//! Prefix-triggered operator commands for managing folder monitors.
//!
//! Parsing and replies are transport-agnostic: the chat adapter passes the
//! raw message text plus a [`CommandContext`] and sends back whatever reply
//! string it receives.

use std::sync::{Arc, OnceLock};

use regex::Regex;
use tracing::{info, warn};

use crate::autofetch::FolderMonitor;
use crate::error::MappingError;
use crate::owners::GroupOwners;
use crate::services::ChatTransport;
use crate::utils::format::format_interval;

/// Who sent a command and where
#[derive(Debug, Clone, Copy)]
pub struct CommandContext<'a> {
    pub chat_id: &'a str,
    pub sender_id: &'a str,
    /// Sender is the bot owner
    pub is_owner: bool,
    pub is_group: bool,
}

/// How much of the monitor set a sender may manage
#[derive(Debug, Clone, Copy, PartialEq, Eq)]
enum Access {
    None,
    /// Only mappings delivering to the current group
    Group,
    All,
}

/// Cached folder id pattern
fn folder_id_regex() -> &'static Regex {
    static REGEX: OnceLock<Regex> = OnceLock::new();
    REGEX.get_or_init(|| Regex::new(r"^[A-Za-z0-9_-]{1,64}$").expect("Invalid folder id regex pattern"))
}

/// Cached chat address patterns: personal, group, linked device, numeric
fn chat_id_regex() -> &'static Regex {
    static REGEX: OnceLock<Regex> = OnceLock::new();
    REGEX.get_or_init(|| {
        Regex::new(r"^(\d+@c\.us|\d+-\d+@g\.us|\d+@g\.us|\d+@lid|-?\d+)$").expect("Invalid chat id regex pattern")
    })
}

pub fn is_valid_folder_id(folder_id: &str) -> bool {
    folder_id_regex().is_match(folder_id)
}

/// Cached user id patterns: personal address, linked device, numeric
fn user_id_regex() -> &'static Regex {
    static REGEX: OnceLock<Regex> = OnceLock::new();
    REGEX.get_or_init(|| Regex::new(r"^(\d+@c\.us|\d+@lid|\d+)$").expect("Invalid user id regex pattern"))
}

pub fn is_valid_chat_id(chat_id: &str) -> bool {
    chat_id_regex().is_match(chat_id)
}

pub fn is_valid_user_id(user_id: &str) -> bool {
    user_id_regex().is_match(user_id)
}

/// Split `<prefix><name>[@bot] args...` into a lowercase name and its arguments.
/// Returns None when the text is not a command.
pub fn parse_command(prefix: &str, text: &str) -> Option<(String, Vec<String>)> {
    let rest = text.trim().strip_prefix(prefix)?;
    let mut parts = rest.split_whitespace();
    let raw_name = parts.next()?;
    // "/cmd@mybot" -> "cmd"
    let name = raw_name.split('@').next().unwrap_or(raw_name).to_lowercase();
    if name.is_empty() {
        return None;
    }
    Some((name, parts.map(String::from).collect()))
}

/// Executes operator commands against the folder monitor
pub struct CommandRouter {
    prefix: String,
    bot_name: String,
    monitor: FolderMonitor,
    transport: Arc<dyn ChatTransport>,
    owners: Arc<GroupOwners>,
}

impl CommandRouter {
    pub fn new(
        prefix: impl Into<String>,
        bot_name: impl Into<String>,
        monitor: FolderMonitor,
        transport: Arc<dyn ChatTransport>,
        owners: Arc<GroupOwners>,
    ) -> Self {
        Self {
            prefix: prefix.into(),
            bot_name: bot_name.into(),
            monitor,
            transport,
            owners,
        }
    }

    pub fn prefix(&self) -> &str {
        &self.prefix
    }

    fn access(&self, ctx: CommandContext<'_>) -> Access {
        if ctx.is_owner {
            Access::All
        } else if ctx.is_group && self.owners.is_owner(ctx.chat_id, ctx.sender_id) {
            Access::Group
        } else {
            Access::None
        }
    }

    /// Handle one incoming message. Returns the reply, or None if the text is not a command.
    pub async fn dispatch(&self, ctx: CommandContext<'_>, text: &str) -> Option<String> {
        let (name, args) = parse_command(&self.prefix, text)?;
        info!(command = %name, sender = ctx.sender_id, chat_id = ctx.chat_id, "command received");
        let access = self.access(ctx);

        let reply = match name.as_str() {
            "help" => self.help(),
            "getchatid" => format!(
                "💬 Chat ID: {}\n\nUse it with {}setfolder <folderId> <chatId> [nickname]",
                ctx.chat_id, self.prefix
            ),
            "interval" => format!(
                "⏱️ Check interval: {}\n🔁 Monitors pause after {} consecutive failed checks",
                format_interval(self.monitor.check_interval()),
                self.monitor.max_retries()
            ),
            "ownerset" | "ownerreset" if !ctx.is_owner => "❌ Only the bot owner can manage group owners!".to_string(),
            "ownerset" | "ownerreset" if !ctx.is_group => "❌ This command can only be used in groups!".to_string(),
            "ownerset" => self.owner_set(ctx, &args),
            "ownerreset" => self.owner_reset(ctx, &args),
            "setfolder" | "stopfolder" | "showfolders" | "pausefolder" | "resumefolder" | "fetchfolder"
                if access == Access::None =>
            {
                "❌ Only the bot owner or this group's owner can manage folder monitors!".to_string()
            }
            "setfolder" => self.set_folder(ctx, access, &args).await,
            "stopfolder" => self.stop_folder(ctx, access, &args).await,
            "showfolders" => self.show_folders(),
            "pausefolder" => self.toggle_folder(ctx, access, &args, false).await,
            "resumefolder" => self.toggle_folder(ctx, access, &args, true).await,
            "fetchfolder" => self.fetch_folder(ctx, access, &args).await,
            _ => format!("❓ Unknown command. Use {}help to see available commands", self.prefix),
        };
        Some(reply)
    }

    fn help(&self) -> String {
        let p = &self.prefix;
        format!(
            "🤖 {name}\n\
             Watches drive folders and delivers new spreadsheets to chats.\n\n\
             General\n\
             {p}help - Show this help\n\
             {p}getchatid - Show the current chat id\n\
             {p}interval - Show the folder check interval\n\n\
             Folder monitors (bot or group owner)\n\
             {p}setfolder <folderId> [chatId|here] [nickname] - Start monitoring a folder\n\
             {p}stopfolder <folderId|nickname> - Stop and remove a monitor\n\
             {p}showfolders - List all monitors\n\
             {p}pausefolder <folderId|nickname> - Pause a monitor\n\
             {p}resumefolder <folderId|nickname> - Resume a paused monitor\n\
             {p}fetchfolder <folderId|nickname> - Send the latest file now\n\n\
             Group owners (bot owner, in a group)\n\
             {p}ownerset <userId> - Let a user manage this group's monitors\n\
             {p}ownerreset [confirm] - Remove this group's owner",
            name = self.bot_name,
        )
    }

    /// Resolve `identifier` to a folder id the sender may act on
    fn target_folder(&self, ctx: CommandContext<'_>, access: Access, identifier: &str) -> Result<String, String> {
        let folder_id = self
            .monitor
            .resolve_folder(identifier)
            .unwrap_or_else(|| identifier.to_string());
        if access == Access::Group {
            let delivers_here = self
                .monitor
                .mapping(&folder_id)
                .is_some_and(|mapping| mapping.chat_id == ctx.chat_id);
            if !delivers_here {
                return Err("❌ Group owners can only manage monitors that deliver to this group!".to_string());
            }
        }
        Ok(folder_id)
    }

    async fn set_folder(&self, ctx: CommandContext<'_>, access: Access, args: &[String]) -> String {
        let Some(folder_id) = args.first() else {
            return format!(
                "❌ Usage: {p}setfolder <folderId> [chatId|here] [nickname]\n\n\
                 Example: {p}setfolder 1BxiMVs0XRA5nFMdKvBdBZjg 1234567890@c.us reports",
                p = self.prefix
            );
        };
        if !is_valid_folder_id(folder_id) {
            return "❌ Invalid folder id! Use letters, digits, '-' or '_' (up to 64 characters).".to_string();
        }
        let chat_id = match args.get(1).map(String::as_str) {
            None | Some("here") => ctx.chat_id,
            Some(chat_id) => chat_id,
        };
        if !is_valid_chat_id(chat_id) {
            return "❌ Invalid chat id format!\n\n\
                    Expected formats:\n\
                    • 1234567890@c.us (personal)\n\
                    • 1234567890-1234567890@g.us (group)\n\
                    • -1001234567890 (numeric)"
                .to_string();
        }
        if !self.transport.validate_chat_id(chat_id) {
            return format!(
                "❌ This chat id cannot receive files through the current chat service: {}\n\n\
                 💡 Use {}getchatid in the destination chat to get its id.",
                chat_id, self.prefix
            );
        }
        if access == Access::Group && chat_id != ctx.chat_id {
            return "❌ Group owners can only set up monitors that deliver to this group!".to_string();
        }
        let nickname = args.get(2).map(String::as_str);

        match self.monitor.add_mapping(folder_id, chat_id, nickname).await {
            Ok(mapping) => format!(
                "✅ Auto-Fetch Setup Complete!\n\n\
                 📁 Folder ID: {}\n\
                 💬 Chat ID: {}\n\
                 🏷️ Nickname: {}\n\
                 ⏱️ Check Interval: {}\n\n\
                 The latest spreadsheet will be sent shortly, then every new one as it appears.\n\
                 💡 Use {}showfolders to see all monitors",
                mapping.folder_id,
                mapping.chat_id,
                mapping.nickname,
                format_interval(self.monitor.check_interval()),
                self.prefix,
            ),
            Err(e) => failure_reply("Failed to set up auto-fetch", &e),
        }
    }

    async fn stop_folder(&self, ctx: CommandContext<'_>, access: Access, args: &[String]) -> String {
        let Some(identifier) = args.first() else {
            return format!("❌ Usage: {}stopfolder <folderId|nickname>", self.prefix);
        };
        let folder_id = match self.target_folder(ctx, access, identifier) {
            Ok(folder_id) => folder_id,
            Err(reply) => return reply,
        };
        match self.monitor.remove_mapping(&folder_id).await {
            Ok(mapping) => format!(
                "✅ Auto-Fetch Stopped\n\n\
                 📁 Folder: {}\n\
                 💬 Chat: {}\n\n\
                 💡 Use {}showfolders to see remaining monitors",
                mapping.nickname, mapping.chat_id, self.prefix
            ),
            Err(e) => failure_reply("Failed to stop monitoring", &e),
        }
    }

    fn show_folders(&self) -> String {
        let storage = if self.monitor.storage_available() {
            "✅ Configured"
        } else {
            "❌ Not Configured"
        };
        format!("{}\n📂 Drive: {}", self.monitor.format_mapping_list(), storage)
    }

    async fn toggle_folder(&self, ctx: CommandContext<'_>, access: Access, args: &[String], active: bool) -> String {
        let verb = if active { "resumefolder" } else { "pausefolder" };
        let Some(identifier) = args.first() else {
            return format!("❌ Usage: {}{} <folderId|nickname>", self.prefix, verb);
        };
        let folder_id = match self.target_folder(ctx, access, identifier) {
            Ok(folder_id) => folder_id,
            Err(reply) => return reply,
        };
        match self.monitor.toggle_monitoring(&folder_id, active).await {
            Ok(mapping) if active => format!("▶️ Monitoring resumed for {}", mapping.nickname),
            Ok(mapping) => format!("⏸️ Monitoring paused for {}", mapping.nickname),
            Err(e) => failure_reply("Failed to update monitor", &e),
        }
    }

    async fn fetch_folder(&self, ctx: CommandContext<'_>, access: Access, args: &[String]) -> String {
        let Some(identifier) = args.first() else {
            return format!("❌ Usage: {}fetchfolder <folderId|nickname>", self.prefix);
        };
        let folder_id = match self.target_folder(ctx, access, identifier) {
            Ok(folder_id) => folder_id,
            Err(reply) => return reply,
        };
        match self.monitor.fetch_latest(&folder_id).await {
            Ok(Some(file)) => format!("📤 Sent the latest file: {}", file.name),
            Ok(None) => format!("📭 No spreadsheets found in folder {}", folder_id),
            Err(e) => failure_reply("Failed to fetch the latest file", &e),
        }
    }

    fn owner_set(&self, ctx: CommandContext<'_>, args: &[String]) -> String {
        let Some(user_id) = args.first() else {
            return format!(
                "❌ Usage: {p}ownerset <userId>\n\nExample: {p}ownerset 1234567890",
                p = self.prefix
            );
        };
        if !is_valid_user_id(user_id) {
            return "❌ Invalid user id format!\n\n\
                    Expected formats:\n\
                    • 1234567890@c.us\n\
                    • 1234567890"
                .to_string();
        }
        if self.owners.is_owner(ctx.chat_id, user_id) {
            return format!("ℹ️ {} is already the group owner!", user_id);
        }
        match self.owners.set_owner(ctx.chat_id, user_id) {
            Ok(previous) => {
                let mut reply = format!(
                    "👑 Group Owner Set Successfully!\n\n\
                     👤 Owner: {}\n\
                     💬 Group: {}\n\n\
                     They can now manage folder monitors that deliver to this group.",
                    user_id, ctx.chat_id
                );
                if let Some(previous) = previous {
                    reply.push_str(&format!("\n\n🔄 Previous owner {} was removed.", previous));
                }
                reply
            }
            Err(e) => {
                warn!(group_id = ctx.chat_id, error = %e, "failed to save group owner");
                "❌ Failed to set group owner. Please try again later.".to_string()
            }
        }
    }

    fn owner_reset(&self, ctx: CommandContext<'_>, args: &[String]) -> String {
        let Some(current) = self.owners.owner_of(ctx.chat_id) else {
            return "❌ No group owner is currently set for this group!".to_string();
        };
        if !args.first().is_some_and(|arg| arg.eq_ignore_ascii_case("confirm")) {
            return format!(
                "⚠️ Remove {} as owner of this group?\n\n\
                 Send {}ownerreset confirm to proceed.",
                current, self.prefix
            );
        }
        match self.owners.remove_owner(ctx.chat_id) {
            Ok(_) => format!("✅ Group owner {} removed.", current),
            Err(e) => {
                warn!(group_id = ctx.chat_id, error = %e, "failed to save group owner removal");
                "❌ Failed to reset group owner. Please try again later.".to_string()
            }
        }
    }
}

fn failure_reply(action: &str, err: &MappingError) -> String {
    format!("❌ {}: {}\n\n💡 {}", action, err, err.remediation())
}
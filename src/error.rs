use std::io;

use thiserror::Error;

/// Failures reported by the durable mapping store
#[derive(Debug, Error)]
pub enum StoreError {
    #[error("failed to access mapping file: {0}")]
    Io(#[from] io::Error),
    #[error("invalid mapping file: {0}")]
    Json(#[from] serde_json::Error),
}

/// Failures raised by an external capability (drive storage or chat transport)
#[derive(Debug, Error)]
pub enum CapabilityError {
    #[error("storage backend is not configured")]
    NotConfigured,
    #[error("invalid folder id: {0}")]
    InvalidFolder(String),
    #[error("not found: {0}")]
    NotFound(String),
    #[error("i/o error: {0}")]
    Io(#[from] io::Error),
    #[error("transport error: {0}")]
    Transport(String),
}

/// Rejections returned by the mapping lifecycle operations
#[derive(Debug, Error)]
pub enum MappingError {
    #[error("folder {0} is already being monitored")]
    DuplicateFolder(String),
    #[error("cannot access folder {0}")]
    FolderInaccessible(String),
    #[error("no auto-fetch mapping found for {0}")]
    NotFound(String),
    #[error("drive storage is not configured")]
    StorageUnavailable,
    #[error("could not fetch the latest file from folder {0}")]
    FetchFailed(String),
}

impl MappingError {
    /// Operator-facing hint for fixing the rejected operation
    pub fn remediation(&self) -> &'static str {
        match self {
            MappingError::DuplicateFolder(_) => {
                "Use showfolders to see the existing monitor, or stopfolder to replace it."
            }
            MappingError::FolderInaccessible(_) => {
                "Check that the folder id is correct and that the folder is shared with the bot account with read permission."
            }
            MappingError::NotFound(_) => "Use showfolders to list the configured monitors.",
            MappingError::StorageUnavailable => "Set drive.root in settings.json and restart the bot.",
            MappingError::FetchFailed(_) => {
                "Check that the folder is still shared with the bot account and that the chat can receive files, then try again."
            }
        }
    }
}

/// Failure of a single poll cycle. Always contained inside the folder monitor.
#[derive(Debug, Error)]
pub(crate) enum PollError {
    #[error("listing failed: {0}")]
    Listing(#[source] CapabilityError),
    #[error("delivery of {0} failed")]
    Delivery(String),
}
use std::fs;
use std::io;
use std::path::PathBuf;
use std::time::Duration;

use serde::{Deserialize, Serialize};

/// Bot identity and access settings
#[derive(Debug, Clone, Serialize, Deserialize)]
pub struct BotSettings {
    #[serde(default = "default_bot_name")]
    pub name: String,
    #[serde(default = "default_prefix")]
    pub prefix: String,
    /// Sender id of the bot owner. Imprinted from the first user when unset.
    #[serde(default, skip_serializing_if = "Option::is_none")]
    pub owner_id: Option<String>,
    #[serde(default, skip_serializing_if = "Option::is_none")]
    pub telegram_token: Option<String>,
    /// Group owner file path. Defaults to ~/.sheetcourier/group-owners.json
    #[serde(default, skip_serializing_if = "Option::is_none")]
    pub owners_file: Option<String>,
}

fn default_bot_name() -> String {
    "Sheet Courier".to_string()
}

fn default_prefix() -> String {
    ".".to_string()
}

impl Default for BotSettings {
    fn default() -> Self {
        Self {
            name: default_bot_name(),
            prefix: default_prefix(),
            owner_id: None,
            telegram_token: None,
            owners_file: None,
        }
    }
}

/// Folder monitoring settings
#[derive(Debug, Clone, Serialize, Deserialize)]
pub struct AutoFetchSettings {
    #[serde(default = "default_true")]
    pub enabled: bool,
    /// Mapping file path. Defaults to ~/.sheetcourier/auto-fetch-mappings.json
    #[serde(default, skip_serializing_if = "Option::is_none")]
    pub storage_file: Option<String>,
    #[serde(default = "default_check_interval_ms")]
    pub check_interval_ms: u64,
    /// Reserved for backoff between retries; the poll period stays fixed.
    #[serde(default = "default_retry_interval_ms")]
    pub retry_interval_ms: u64,
    #[serde(default = "default_max_retries")]
    pub max_retries: u32,
    #[serde(default = "default_first_check_delay_ms")]
    pub first_check_delay_ms: u64,
    /// Scratch directory for downloads. Defaults to ~/.sheetcourier/temp
    #[serde(default, skip_serializing_if = "Option::is_none")]
    pub scratch_dir: Option<String>,
}

fn default_true() -> bool {
    true
}

fn default_check_interval_ms() -> u64 {
    300_000
}

fn default_retry_interval_ms() -> u64 {
    60_000
}

fn default_max_retries() -> u32 {
    3
}

fn default_first_check_delay_ms() -> u64 {
    2_000
}

/// Lower bound for the poll period
const MIN_CHECK_INTERVAL_MS: u64 = 1_000;

impl Default for AutoFetchSettings {
    fn default() -> Self {
        Self {
            enabled: true,
            storage_file: None,
            check_interval_ms: default_check_interval_ms(),
            retry_interval_ms: default_retry_interval_ms(),
            max_retries: default_max_retries(),
            first_check_delay_ms: default_first_check_delay_ms(),
            scratch_dir: None,
        }
    }
}

impl BotSettings {
    pub fn owners_path(&self) -> Option<PathBuf> {
        match &self.owners_file {
            Some(path) => Some(PathBuf::from(path)),
            None => Settings::config_dir().map(|d| d.join("group-owners.json")),
        }
    }
}

impl AutoFetchSettings {
    pub fn check_interval(&self) -> Duration {
        Duration::from_millis(self.check_interval_ms.max(MIN_CHECK_INTERVAL_MS))
    }

    pub fn first_check_delay(&self) -> Duration {
        Duration::from_millis(self.first_check_delay_ms)
    }

    /// Consecutive failures before a mapping is paused (at least 1)
    pub fn max_retries(&self) -> u32 {
        self.max_retries.max(1)
    }

    pub fn storage_path(&self) -> Option<PathBuf> {
        match &self.storage_file {
            Some(path) => Some(PathBuf::from(path)),
            None => Settings::config_dir().map(|d| d.join("auto-fetch-mappings.json")),
        }
    }

    pub fn scratch_path(&self) -> PathBuf {
        match &self.scratch_dir {
            Some(path) => PathBuf::from(path),
            None => Settings::config_dir()
                .map(|d| d.join("temp"))
                .unwrap_or_else(std::env::temp_dir),
        }
    }
}

/// Drive storage settings
#[derive(Debug, Clone, Serialize, Deserialize)]
pub struct DriveSettings {
    /// Directory whose sub-directories are the monitorable folders
    #[serde(default, skip_serializing_if = "Option::is_none")]
    pub root: Option<String>,
    #[serde(default = "default_eligible_extensions")]
    pub eligible_extensions: Vec<String>,
}

fn default_eligible_extensions() -> Vec<String> {
    ["xlsx", "xls", "xlsm", "ods", "csv"]
        .iter()
        .map(|s| s.to_string())
        .collect()
}

impl Default for DriveSettings {
    fn default() -> Self {
        Self {
            root: None,
            eligible_extensions: default_eligible_extensions(),
        }
    }
}

/// Application settings
#[derive(Debug, Clone, Default, Serialize, Deserialize)]
pub struct Settings {
    #[serde(default)]
    pub bot: BotSettings,
    #[serde(default)]
    pub auto_fetch: AutoFetchSettings,
    #[serde(default)]
    pub drive: DriveSettings,
}

impl Settings {
    /// Returns the config directory path (~/.sheetcourier)
    pub fn config_dir() -> Option<PathBuf> {
        dirs::home_dir().map(|h| h.join(".sheetcourier"))
    }

    /// Returns the config file path (~/.sheetcourier/settings.json)
    pub fn config_path() -> Option<PathBuf> {
        Self::config_dir().map(|d| d.join("settings.json"))
    }

    /// Ensures the config directory and a default settings file exist
    pub fn ensure_config_exists() {
        if let Some(config_dir) = Self::config_dir() {
            if !config_dir.exists() && fs::create_dir_all(&config_dir).is_ok() {
                #[cfg(unix)]
                {
                    use std::os::unix::fs::PermissionsExt;
                    let perms = fs::Permissions::from_mode(0o700);
                    let _ = fs::set_permissions(&config_dir, perms);
                }
            }
        }

        if let Some(config_path) = Self::config_path() {
            if !config_path.exists() {
                let _ = Self::default().save();
            }
        }
    }

    /// Loads settings from the config file with error information
    pub fn load_with_error() -> Result<Self, String> {
        Self::ensure_config_exists();

        let config_path = Self::config_path()
            .ok_or_else(|| "Could not determine config path".to_string())?;

        let content = fs::read_to_string(&config_path)
            .map_err(|e| format!("Failed to read settings file: {}", e))?;

        serde_json::from_str(&content)
            .map_err(|e| format!("Invalid JSON in settings.json: {}", e))
    }

    /// Saves settings to the config file using atomic write pattern
    pub fn save(&self) -> io::Result<()> {
        let Some(config_dir) = Self::config_dir() else {
            return Err(io::Error::new(
                io::ErrorKind::NotFound,
                "Could not determine config directory",
            ));
        };

        if !config_dir.exists() {
            fs::create_dir_all(&config_dir)?;
            #[cfg(unix)]
            {
                use std::os::unix::fs::PermissionsExt;
                let perms = fs::Permissions::from_mode(0o700);
                let _ = fs::set_permissions(&config_dir, perms);
            }
        }

        let config_path = config_dir.join("settings.json");
        let temp_path = config_dir.join("settings.json.tmp");
        let content = serde_json::to_string_pretty(self)?;

        // Atomic write: write to temp file first, then rename
        fs::write(&temp_path, &content)?;
        fs::rename(&temp_path, &config_path)?;

        Ok(())
    }

    /// Resolve the bot token: explicit value, then TELEGRAM_BOT_TOKEN, then settings
    pub fn resolve_token(&self, explicit: Option<&str>) -> Option<String> {
        explicit
            .map(String::from)
            .or_else(|| std::env::var("TELEGRAM_BOT_TOKEN").ok())
            .filter(|t| !t.trim().is_empty())
            .or_else(|| self.bot.telegram_token.clone())
    }
}
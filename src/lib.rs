//! Sheet Courier: a chat bot that watches drive folders and delivers each
//! newly appearing spreadsheet to a mapped chat.
//!
//! The auto-fetch core in [`autofetch`] is transport-agnostic; it talks to
//! the outside world only through the [`services::StorageBackend`] and
//! [`services::ChatTransport`] traits.

pub mod autofetch;
pub mod commands;
pub mod config;
pub mod error;
pub mod owners;
pub mod services;
pub mod utils;
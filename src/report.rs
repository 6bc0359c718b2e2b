//! The run report and its text/JSON renderings.

use std::fmt::Write as _;
use std::path::{Path, PathBuf};
use std::time::Duration;

use chrono::{DateTime, Local};
use serde::Serialize;

use crate::error::{Result, ShrinkError};

/// Read-only summary of one completed run: configuration snapshot, timing,
/// sizes, and the failed-file list.
#[derive(Debug, Clone, Serialize)]
pub struct RunReport {
    pub started_at: DateTime<Local>,
    pub finished_at: DateTime<Local>,
    pub max_pixels: u64,
    pub workers: usize,
    pub output_dir: PathBuf,
    pub watermark_text: Option<String>,
    pub font_path: PathBuf,
    pub skip_confirmation: bool,
    pub total_files: usize,
    pub total_input_bytes: u64,
    pub total_output_bytes: u64,
    pub failed_files: Vec<PathBuf>,
}

impl RunReport {
    /// Wall-clock duration of the run
    pub fn elapsed(&self) -> Duration {
        (self.finished_at - self.started_at)
            .to_std()
            .unwrap_or_default()
    }

    /// Number of files compressed successfully
    pub fn succeeded(&self) -> usize {
        self.total_files - self.failed_files.len()
    }

    /// Render the report in its fixed text layout
    pub fn render_text(&self) -> String {
        let mut out = String::new();

        let _ = writeln!(out, "Start Time: {}", self.started_at.to_rfc2822());
        let _ = writeln!(out, "Max Pixels: {}", self.max_pixels);
        let _ = writeln!(out, "Number of Workers: {}", self.workers);
        let _ = writeln!(out, "Output Directory: {}", self.output_dir.display());
        let _ = writeln!(
            out,
            "Watermark Text: {}",
            self.watermark_text.as_deref().unwrap_or("")
        );
        let _ = writeln!(out, "Font Path: {}", self.font_path.display());
        let _ = writeln!(out, "Skip Confirmation: {}", self.skip_confirmation);
        let _ = writeln!(out, "Total Files: {}", self.total_files);
        let _ = writeln!(
            out,
            "Total Size Before Compression: {}",
            human_size(self.total_input_bytes)
        );
        let _ = writeln!(
            out,
            "Total Size After Compression: {}",
            human_size(self.total_output_bytes)
        );
        let _ = writeln!(out, "End Time: {}", self.finished_at.to_rfc2822());
        let _ = writeln!(out, "Total Time Taken: {:.2?}", self.elapsed());
        let _ = writeln!(out, "Failed Files Count: {}", self.failed_files.len());
        let _ = writeln!(out, "Failed Files:");
        for file in &self.failed_files {
            let _ = writeln!(out, "{}", file.display());
        }

        out
    }

    /// Persist the text rendering
    pub fn write_text(&self, path: &Path) -> Result<()> {
        std::fs::write(path, self.render_text())
            .map_err(|e| ShrinkError::write(path.to_path_buf(), e))
    }

    /// Persist the report as pretty-printed JSON
    pub fn write_json(&self, path: &Path) -> Result<()> {
        let json = serde_json::to_string_pretty(self)
            .map_err(|e| ShrinkError::setup(format!("failed to serialize report: {}", e)))?;
        std::fs::write(path, json).map_err(|e| ShrinkError::write(path.to_path_buf(), e))
    }
}

/// Format a byte count for humans: bytes, KB, MB or GB with two decimals
pub fn human_size(size: u64) -> String {
    const KB: u64 = 1024;
    const MB: u64 = KB * 1024;
    const GB: u64 = MB * 1024;

    match size {
        s if s >= GB => format!("{:.2} GB", s as f64 / GB as f64),
        s if s >= MB => format!("{:.2} MB", s as f64 / MB as f64),
        s if s >= KB => format!("{:.2} KB", s as f64 / KB as f64),
        s => format!("{} bytes", s),
    }
}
+++
§ **TASK TO CARRY OUT**
Only lines with the word "RunReport" go in the answer. Take them all from the entries above.

§ **RESPONSE TO THIS TASK**
pub struct RunReport {
impl RunReport {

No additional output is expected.